- Born: October 1962 (age 63) Tianmen, Hubei, China
- Education: Southwest Petroleum University China University of Petroleum
- Occupations: Deputy General Manager, China National Petroleum Corporation (2013); Deputy General Manager, PetroChina Company Limited (2013); Chairman of the board, Kunlun Energy Company Limited (2013); Vice-president, China National Petroleum Corporation (2007–2009);
- Years active: 1987–2013
- Political party: Chinese Communist Party

Chinese name
- Traditional Chinese: 李華林
- Simplified Chinese: 李华林

Standard Mandarin
- Hanyu Pinyin: Lǐ Huálín

= Li Hualin =

Chinese politician (born 1962)

Li Hualin (李华林; born October 1962) is a Chinese oil and gas executive, and former deputy general manager of China National Petroleum Corporation and PetroChina. Li has over 30 years of experience in the oil and gas industry in China. He spent 25 years in state-owned China National Petroleum Corporation, having worked in the United States, Canada, and Kazakhstan. He also at one point served as Zhou Yongkang's secretary.

In August 2013, Li came under investigation for corruption and was dismissed from his positions.

==Career==
Li was born in Tianmen, Hubei, with his ancestral home in Nanyang. In July 1983 he graduated from Southwest Petroleum University, majoring in geophysical prospecting. He earned his master of management degree from China University of Petroleum in December 2002.

After graduating from Southwest Petroleum University, he was assigned to the Ministry of Petroleum Industry of the People's Republic of China as an officer, he worked there until March 1987.

Beginning in 1987, he served in several posts in China National Petroleum Corporation, including deputy director, secretary, and general manager. In 1988, while Li was sent to work in the United States, he escorted Zhou Bin (周滨), son of Zhou Yongkang, to study in the United States.

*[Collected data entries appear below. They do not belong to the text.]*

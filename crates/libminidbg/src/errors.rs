//! Error taxonomy for the debugger core.

use nix::errno::Errno;
use nix::unistd::Pid;
use std::ffi::NulError;
use std::io;
use thiserror::Error;

/// Unified result type across the debugger core.
pub type MdbResult<T> = Result<T, MdbError>;

/// Error cases
#[derive(Debug, Error)]
pub enum MdbError {
    /// The tracer could not duplicate itself to create the tracee.
    #[error("could not fork tracee process: {0}")]
    Fork(#[source] Errno),

    /// The OS does not know `pid` as a traced child of ours.
    #[error("no traced child with pid {pid}")]
    NoSuchTracee { pid: Pid },

    #[error("system call failed: {0}")]
    SysCall(#[from] Errno),

    #[error("unexpected wait status for pid {pid}: {status}")]
    UnexpectedWaitStatus { pid: Pid, status: String },

    #[error("C string error: {0}")]
    CString(#[from] NulError),

    #[error("input error: {0}")]
    Io(#[from] io::Error),

    #[error("tracee has already reported its initial stop")]
    AlreadySynchronised,

    #[error("tracee has not reported a stop yet")]
    NotStopped,

    #[error("process {pid} has already exited")]
    ProcessExited { pid: Pid },

    #[error("Unknown command")]
    UnknownCommand { keyword: String },
}

impl MdbError {
    /// Whether the session can keep going after reporting this error.
    ///
    /// Fatal errors mean the tracer/tracee relationship can no longer be
    /// trusted and the session has to end.
    pub fn is_fatal(&self) -> bool {
        !matches!(
            self,
            MdbError::UnknownCommand { .. } | MdbError::NotStopped | MdbError::ProcessExited { .. }
        )
    }

    /// Map an errno from a ptrace/waitpid call on `pid`.
    pub(crate) fn from_trace_errno(pid: Pid, errno: Errno) -> Self {
        match errno {
            Errno::ESRCH | Errno::ECHILD => MdbError::NoSuchTracee { pid },
            other => MdbError::SysCall(other),
        }
    }
}
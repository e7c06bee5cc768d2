//! Scripted stand-ins for the tracee and the operator.

use std::collections::VecDeque;

use nix::unistd::Pid;

use crate::errors::{MdbError, MdbResult};
use crate::session::LineReader;
use crate::trace::{TraceePort, WaitOutcome};

/// Replays a fixed sequence of wait outcomes. Once the script runs dry the
/// tracee behaves like a pid the kernel no longer knows.
#[derive(Debug)]
pub struct FakeTracee {
    pid: Pid,
    script: VecDeque<WaitOutcome>,
    resumes: usize,
}

impl FakeTracee {
    pub fn new(pid: i32, script: impl IntoIterator<Item = WaitOutcome>) -> Self {
        Self {
            pid: Pid::from_raw(pid),
            script: script.into_iter().collect(),
            resumes: 0,
        }
    }

    pub fn resumes(&self) -> usize {
        self.resumes
    }
}

impl TraceePort for FakeTracee {
    fn pid(&self) -> Pid {
        self.pid
    }

    fn resume(&mut self) -> MdbResult<WaitOutcome> {
        self.resumes += 1;
        self.wait_for_stop()
    }

    fn wait_for_stop(&mut self) -> MdbResult<WaitOutcome> {
        self.script
            .pop_front()
            .ok_or(MdbError::NoSuchTracee { pid: self.pid })
    }
}

/// Feeds canned lines and records what ends up in history.
#[derive(Debug, Default)]
pub struct ScriptedReader {
    lines: VecDeque<String>,
    pub prompts: Vec<String>,
    pub history: Vec<String>,
}

impl ScriptedReader {
    pub fn new<'a>(lines: impl IntoIterator<Item = &'a str>) -> Self {
        Self {
            lines: lines.into_iter().map(str::to_owned).collect(),
            ..Self::default()
        }
    }
}

impl LineReader for ScriptedReader {
    fn read_line(&mut self, prompt: &str) -> MdbResult<Option<String>> {
        self.prompts.push(prompt.to_owned());
        Ok(self.lines.pop_front())
    }

    fn add_history(&mut self, line: &str) {
        self.history.push(line.to_owned());
    }
}
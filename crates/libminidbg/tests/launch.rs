use std::path::Path;

use anyhow::Result;
use libminidbg::{LaunchOptions, MdbError, Session, TraceController, TraceeState, WaitOutcome};
use libminidbg::process::launch;
use libminidbg::session::LineReader;
use libminidbg::trace::PtracePort;
use nix::sys::signal::{Signal, kill};
use nix::sys::wait::{WaitStatus, waitpid};
use ntest::timeout;
use pretty_assertions::assert_eq;

struct Lines(Vec<&'static str>);

impl LineReader for Lines {
    fn read_line(&mut self, _prompt: &str) -> libminidbg::MdbResult<Option<String>> {
        Ok((!self.0.is_empty()).then(|| self.0.remove(0).to_owned()))
    }

    fn add_history(&mut self, _line: &str) {}
}

fn traced(program: &str, options: &LaunchOptions) -> Result<TraceController<PtracePort>> {
    let handle = launch(Path::new(program), options)?;
    assert_eq!(handle.program(), Path::new(program));
    Ok(TraceController::new(PtracePort::new(handle.pid()), handle.program()))
}

#[test]
#[timeout(5000)]
fn first_observed_state_is_stopped_at_exec() -> Result<()> {
    let mut ctl = traced("/bin/true", &LaunchOptions::default())?;
    assert_eq!(ctl.state(), TraceeState::Launched);

    let outcome = ctl.wait_initial_stop()?;
    assert_eq!(outcome, WaitOutcome::Stopped { signal: Signal::SIGTRAP });
    assert_eq!(ctl.state(), TraceeState::Stopped);

    let outcome = ctl.continue_execution()?;
    assert_eq!(outcome, WaitOutcome::Exited { code: 0 });
    assert_eq!(ctl.state(), TraceeState::Terminated);

    Ok(())
}

#[test]
#[timeout(5000)]
fn exit_code_is_reported() -> Result<()> {
    let mut ctl = traced("/bin/false", &LaunchOptions::default())?;
    ctl.wait_initial_stop()?;
    assert_eq!(ctl.continue_execution()?, WaitOutcome::Exited { code: 1 });

    let err = ctl.continue_execution().unwrap_err();
    assert!(matches!(err, MdbError::ProcessExited { .. }));
    Ok(())
}

#[test]
#[timeout(5000)]
fn missing_executable_never_reaches_entry() -> Result<()> {
    let mut ctl = traced("/definitely/not/here", &LaunchOptions::default())?;
    let outcome = ctl.wait_initial_stop()?;
    assert!(!outcome.is_exec_trap(), "{outcome}");

    // The aborting child sits in a signal-delivery stop; reap it.
    let pid = ctl.pid();
    kill(pid, Signal::SIGKILL)?;
    assert_eq!(waitpid(pid, None)?, WaitStatus::Signaled(pid, Signal::SIGKILL, false));
    Ok(())
}

#[test]
#[timeout(5000)]
fn runs_with_aslr_disabled() -> Result<()> {
    let mut ctl = traced("/bin/true", &LaunchOptions { disable_aslr: true })?;
    assert_eq!(ctl.wait_initial_stop()?, WaitOutcome::Stopped { signal: Signal::SIGTRAP });
    assert_eq!(ctl.continue_execution()?, WaitOutcome::Exited { code: 0 });
    assert_eq!(ctl.state(), TraceeState::Terminated);
    Ok(())
}

#[test]
#[timeout(5000)]
fn session_runs_target_to_completion() -> Result<()> {
    let mut session = Session::launch(Path::new("/bin/true"), &LaunchOptions::default())?;
    let mut reader = Lines(vec!["xyz", "cont"]);
    let (mut out, mut err) = (Vec::new(), Vec::new());

    session.run(&mut reader, &mut out, &mut err)?;

    let pid = session.controller().pid();
    assert_eq!(String::from_utf8(out)?, format!("Process {pid} exited with status 0\n"));
    assert_eq!(String::from_utf8(err)?, "Unknown command\n");
    assert_eq!(session.controller().state(), TraceeState::Terminated);
    Ok(())
}
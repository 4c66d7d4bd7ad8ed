use anyhow::{Context, Result};
use clap::{Parser, ValueEnum};
use std::io::Write;
use tabler::{render::TableRenderConfig, Table};
use tracing::info;

#[derive(Parser, Debug)]
#[command(about = "Render a sample multiplication table")]
struct Cli {
    /// Horizontal size of the table
    #[arg(long, default_value_t = 4)]
    width: usize,

    /// Vertical size of the table
    #[arg(long, default_value_t = 3)]
    height: usize,

    /// Transform applied before rendering
    #[arg(long, value_enum, default_value = "none")]
    transform: Transform,
}

#[derive(ValueEnum, Clone, Copy, Debug)]
enum Transform {
    None,
    Clockwise,
    Counterclockwise,
    FlipHorizontal,
    FlipVertical,
}

fn main() -> Result<()> {
    tracing_subscriber::fmt()
        .with_env_filter(tracing_subscriber::EnvFilter::from_default_env())
        .init();

    let cli = Cli::parse();

    let table = Table::from_fn(cli.width, cli.height, |x, y| Some((x + 1) * (y + 1)));
    info!("Built {}x{} table", table.width(), table.height());

    let table = match cli.transform {
        Transform::None => table,
        Transform::Clockwise => table.clockwise(),
        Transform::Counterclockwise => table.counterclockwise(),
        Transform::FlipHorizontal => table.flip_horizontal(),
        Transform::FlipVertical => table.flip_vertical(),
    };

    let rendered = table.render_with_config(&TableRenderConfig::default());
    std::io::stdout()
        .write_all(rendered.as_bytes())
        .context("Failed to write rendered table")?;

    Ok(())
}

In July 2013, Li was promoted to become the deputy general manager of China National Petroleum Corporation and PetroChina Company Limited, he also served as the board chairman of Kunlun Energy Company Limited (昆仑能源有限公司). When he was the board chairman of Kunlun Energy Company Limited, he used his powers made hundreds of millions of RMB.

==Downfall==
On August 27, 2013, Li was being investigated by the Central Commission for Discipline Inspection of the Chinese Communist Party for "serious violations of laws and regulations".